═════ SUPPLIED MATERIAL ═════

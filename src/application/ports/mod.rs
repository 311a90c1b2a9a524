//! Port interfaces (traits) for external systems
//!
//! These traits define the boundaries between the application
//! and infrastructure layers.

pub mod config;
pub mod display_source;
pub mod file_save;
pub mod preview;
pub mod recorder;

// Re-export common types
pub use config::ConfigStore;
pub use display_source::{CaptureError, DisplaySource, MediaStream, MediaTrack};
pub use file_save::{FileSaveSink, SaveError};
pub use preview::{NoPreview, PreviewSink};
pub use recorder::{ActiveRecorder, ChunkCallback, RecorderError, RecorderSink};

═════

ACTION ITEM:
Down to the last line, retype the entries above exactly.

ANSWER AREA:
filename src/application/ports/mod.rs
repository 311a90c1b2a9a524
//! Port interfaces (traits) for external systems
//!
//! These traits define the boundaries between the application
//! and infrastructure layers.

pub mod config;
pub mod display_source;
pub mod file_save;
pub mod preview;
pub mod recorder;

// Re-export common types
pub use config::ConfigStore;
pub use display_source::{CaptureError, DisplaySource, MediaStream, MediaTrack};
pub use file_save::{FileSaveSink, SaveError};
pub use preview::{NoPreview, PreviewSink};
pub use recorder::{ActiveRecorder, ChunkCallback, RecorderError, RecorderSink};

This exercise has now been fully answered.